PARSI: French publisher Hachette on Friday said it had recalled a dictionary that described the Israeli victims of the October 7, 2023 attacks as “Jewish settlers” and promised to review all its textbooks and educational materials.
The Larousse dictionary for 11- to 15-year-old students contained the same phrase as that discovered by an anti-racism body in three revision books, the company told AFP.
The entry in French reads: “In October 2023, following the death of more than 1,200 Jewish settlers in a series of Hamas attacks, Israel decided to tighten its economic blockade and invade a large part of the Gaza Strip, triggering a major humanitarian crisis in the region.”
The worst attack in Israeli history saw militants from the Palestinian Islamist group kill around 1,200 people in settlements close to the Gaza Strip and at a music festival.
“Jewish settlers” is a term used to describe Israelis living on illegally occupied Palestinian land.
The four books, which were immediately withdrawn from sale, are subject to a recall procedure and will be destroyed, Hachette said, promising a “thorough review of its textbooks, educational materials and dictionaries.”
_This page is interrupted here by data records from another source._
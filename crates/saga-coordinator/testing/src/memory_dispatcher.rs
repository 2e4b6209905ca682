//! In-memory implementation of MessageDispatcher for testing.

use async_trait::async_trait;
use parking_lot::RwLock;
use saga_coordinator_core::codec::MessageCodec;
use saga_coordinator_core::model::CompensationMessage;
use saga_coordinator_core::port::MessageDispatcher;
use std::collections::HashSet;
use std::sync::Arc;
use std::sync::atomic::{AtomicUsize, Ordering};

/// Errors produced by [`InMemoryMessageDispatcher`].
#[derive(Debug, thiserror::Error)]
pub enum InMemoryDispatcherError {
    #[error("Publish to '{destination}' rejected (attempt {attempt})")]
    Rejected { destination: String, attempt: usize },
}

/// A message accepted by the dispatcher.
#[derive(Debug, Clone, PartialEq, Eq)]
pub struct SentMessage {
    pub destination: String,
    pub pattern: String,
    pub payload: Vec<u8>,
}

/// Records every publish and fails on demand.
#[derive(Debug, Default, Clone)]
pub struct InMemoryMessageDispatcher {
    inner: Arc<InnerDispatcher>,
}

#[derive(Debug, Default)]
struct InnerDispatcher {
    sent: RwLock<Vec<SentMessage>>,
    attempts: AtomicUsize,
    failing_destinations: RwLock<HashSet<String>>,
    /// 1-based attempt number that fails; 0 disables.
    fail_on_attempt: AtomicUsize,
}

impl InMemoryMessageDispatcher {
    pub fn new() -> Self {
        Self::default()
    }

    /// Reject every publish to `destination`.
    pub fn fail_destination(&self, destination: impl Into<String>) {
        self.inner
            .failing_destinations
            .write()
            .insert(destination.into());
    }

    /// Reject the `n`th publish attempt (1-based) from now on.
    pub fn fail_on_attempt(&self, n: usize) {
        self.inner.fail_on_attempt.store(n, Ordering::SeqCst);
    }

    /// Remove all injected failures.
    pub fn heal(&self) {
        self.inner.failing_destinations.write().clear();
        self.inner.fail_on_attempt.store(0, Ordering::SeqCst);
    }

    pub fn sent(&self) -> Vec<SentMessage> {
        self.inner.sent.read().clone()
    }

    pub fn sent_count(&self) -> usize {
        self.inner.sent.read().len()
    }

    /// Publish attempts, including rejected ones.
    pub fn attempts(&self) -> usize {
        self.inner.attempts.load(Ordering::SeqCst)
    }

    /// Decode every accepted payload.
    pub fn decode_all(&self, codec: &dyn MessageCodec) -> Vec<CompensationMessage> {
        self.inner
            .sent
            .read()
            .iter()
            .filter_map(|m| codec.decode_message(&m.payload).ok())
            .collect()
    }

    pub fn clear(&self) {
        self.inner.sent.write().clear();
        self.inner.attempts.store(0, Ordering::SeqCst);
    }
}

#[async_trait]
impl MessageDispatcher for InMemoryMessageDispatcher {
    type Error = InMemoryDispatcherError;

    async fn send(&self, destination: &str, pattern: &str, payload: &[u8]) -> Result<(), Self::Error> {
        let attempt = self.inner.attempts.fetch_add(1, Ordering::SeqCst) + 1;

        if self.inner.fail_on_attempt.load(Ordering::SeqCst) == attempt
            || self.inner.failing_destinations.read().contains(destination)
        {
            return Err(InMemoryDispatcherError::Rejected {
                destination: destination.to_string(),
                attempt,
            });
        }

        self.inner.sent.write().push(SentMessage {
            destination: destination.to_string(),
            pattern: pattern.to_string(),
            payload: payload.to_vec(),
        });
        Ok(())
    }
}

#[cfg(test)]
mod tests {
    use super::*;

    #[tokio::test]
    async fn test_records_sends() {
        let dispatcher = InMemoryMessageDispatcher::new();
        dispatcher.send("inventory", "release", b"a").await.unwrap();
        dispatcher.send("payments", "refund", b"b").await.unwrap();

        let sent = dispatcher.sent();
        assert_eq!(sent.len(), 2);
        assert_eq!(sent[1].destination, "payments");
        assert_eq!(dispatcher.attempts(), 2);
    }

    #[tokio::test]
    async fn test_fail_on_attempt() {
        let dispatcher = InMemoryMessageDispatcher::new();
        dispatcher.fail_on_attempt(2);

        assert!(dispatcher.send("a", "p", b"1").await.is_ok());
        assert!(dispatcher.send("b", "p", b"2").await.is_err());
        assert!(dispatcher.send("c", "p", b"3").await.is_ok());
        assert_eq!(dispatcher.sent_count(), 2);
        assert_eq!(dispatcher.attempts(), 3);
    }

    #[tokio::test]
    async fn test_fail_destination_until_healed() {
        let dispatcher = InMemoryMessageDispatcher::new();
        dispatcher.fail_destination("inventory");
        assert!(dispatcher.send("inventory", "p", b"x").await.is_err());

        dispatcher.heal();
        assert!(dispatcher.send("inventory", "p", b"x").await.is_ok());
    }
}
France’s leading publishing group, which came under the control of the ultra-conservative Vincent Bollore at the end of 2023, has begun an internal inquiry “to determine how such an error was made.”
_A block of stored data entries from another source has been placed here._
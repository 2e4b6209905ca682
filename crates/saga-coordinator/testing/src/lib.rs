//! # saga-coordinator-testing
//!
//! Testing utilities for saga-coordinator with in-memory implementations.
//! Provides [`InMemoryTransactionRepository`], [`InMemoryMessageDispatcher`]
//! and [`CoordinatorHarness`].

pub mod harness;
pub mod memory_dispatcher;
pub mod memory_repository;

pub use harness::{CoordinatorHarness, HarnessBuilder, TestCoordinator, participant, test_config};
pub use memory_dispatcher::{InMemoryDispatcherError, InMemoryMessageDispatcher, SentMessage};
pub use memory_repository::{
    InMemoryRepositoryError, InMemoryTransactionRepository, JournalEntry,
};
//! Recovery scan selection and the background scheduler loop.

mod common;

use chrono::Utc;
use common::eventually;
use saga_coordinator_core::{TargetDescriptor, TransactionRecord, TransactionStatus};
use saga_coordinator_testing::{CoordinatorHarness, participant, test_config};
use std::time::Duration;

fn aged(minutes: i64, destinations: &[&str]) -> TransactionRecord {
    let mut record = TransactionRecord::start(TargetDescriptor::new("orders", "place"))
        .with_created_at(Utc::now() - chrono::Duration::minutes(minutes));
    let id = record.trans_id.clone();
    for destination in destinations {
        record.register_participant(participant(&id, destination, "undo", vec![]));
    }
    record
}

async fn harness_with_threshold(threshold: Duration) -> CoordinatorHarness {
    CoordinatorHarness::builder()
        .with_config(test_config().with_recovery_threshold(threshold))
        .build()
        .await
        .unwrap()
}

#[tokio::test]
async fn test_stale_begin_is_candidate_and_commit_is_not() {
    let harness = harness_with_threshold(Duration::from_secs(60)).await;

    let stale = aged(10, &["inventory"]);
    let mut committed = aged(60, &["inventory"]);
    committed.transition_to(TransactionStatus::Commit).unwrap();
    let fresh = aged(0, &["inventory"]);
    harness.repository.insert(stale.clone());
    harness.repository.insert(committed.clone());
    harness.repository.insert(fresh.clone());

    let report = harness.recover_now().await.unwrap();

    assert_eq!(report.candidates, 1);
    assert_eq!(report.resent, 1);
    assert_eq!(report.failed, 0);
    assert_eq!(harness.dispatcher.sent_count(), 1);
    assert_eq!(
        harness.repository.get(&stale.trans_id).unwrap().status,
        TransactionStatus::Commit
    );
    assert_eq!(
        harness.repository.get(&fresh.trans_id).unwrap().status,
        TransactionStatus::Begin
    );
}

#[tokio::test]
async fn test_failed_resend_stays_begin_until_next_tick() {
    let harness = harness_with_threshold(Duration::from_secs(60)).await;
    let stale = aged(5, &["inventory", "payments"]);
    harness.repository.insert(stale.clone());
    harness.dispatcher.fail_destination("payments");

    let report = harness.recover_now().await.unwrap();
    assert_eq!((report.candidates, report.resent, report.failed), (1, 0, 1));
    assert_eq!(
        harness.repository.get(&stale.trans_id).unwrap().status,
        TransactionStatus::Begin
    );

    harness.dispatcher.heal();
    let report = harness.recover_now().await.unwrap();
    assert_eq!(report.resent, 1);
    assert_eq!(
        harness.repository.get(&stale.trans_id).unwrap().status,
        TransactionStatus::Commit
    );

    // Second tick resends the whole set, so the first participant is delivered twice.
    assert_eq!(harness.dispatcher.sent_count(), 3);
}

#[tokio::test]
async fn test_stale_without_participants_is_closed() {
    let harness = harness_with_threshold(Duration::from_secs(1)).await;
    let stale = aged(5, &[]);
    harness.repository.insert(stale.clone());

    let report = harness.recover_now().await.unwrap();

    assert_eq!(report.resent, 1);
    assert_eq!(harness.dispatcher.attempts(), 0);
    assert_eq!(
        harness.repository.get(&stale.trans_id).unwrap().status,
        TransactionStatus::Commit
    );
}

#[tokio::test]
async fn test_scheduler_runs_only_when_enabled() {
    let disabled = CoordinatorHarness::start().await.unwrap();
    assert!(!disabled.recovery_running());

    let harness = CoordinatorHarness::builder()
        .with_config(test_config().with_recovery(true))
        .build()
        .await
        .unwrap();
    assert!(harness.recovery_running());

    let stale = aged(1, &["inventory"]);
    harness.repository.insert(stale.clone());

    let repository = harness.repository.clone();
    eventually(move || {
        repository
            .get(&stale.trans_id)
            .is_some_and(|r| r.status == TransactionStatus::Commit)
    })
    .await;
    assert_eq!(harness.dispatcher.sent_count(), 1);

    harness.shutdown().await;
    assert!(!harness.recovery_running());
}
It promised to put in place “a new, strengthened verification process for all its future publications” in these series.
President Emmanuel Macron on Wednesday said that it was “intolerable” that the revision books for the French school leavers’ exam, the baccalaureat, “falsify the facts” about the “terrorist and antisemitic attacks by Hamas.”
“Revisionism has no place in the Republic,” he wrote on X.
Hamas’s October 7, 2023 attack on Israel resulted in the deaths of 1,221 people, with 251 people taken hostage, according to an AFP tally based on official Israeli figures.
Authorities in Gaza estimate that more than 70,000 people have been killed by Israeli forces during their bombardment of the territory since, while nearly 80 percent of buildings have been destroyed or damaged, according to UN data.
Israeli forces have killed at least 447 Palestinians in Gaza since a ceasefire took effect in October, according to the Hamas-run health ministry.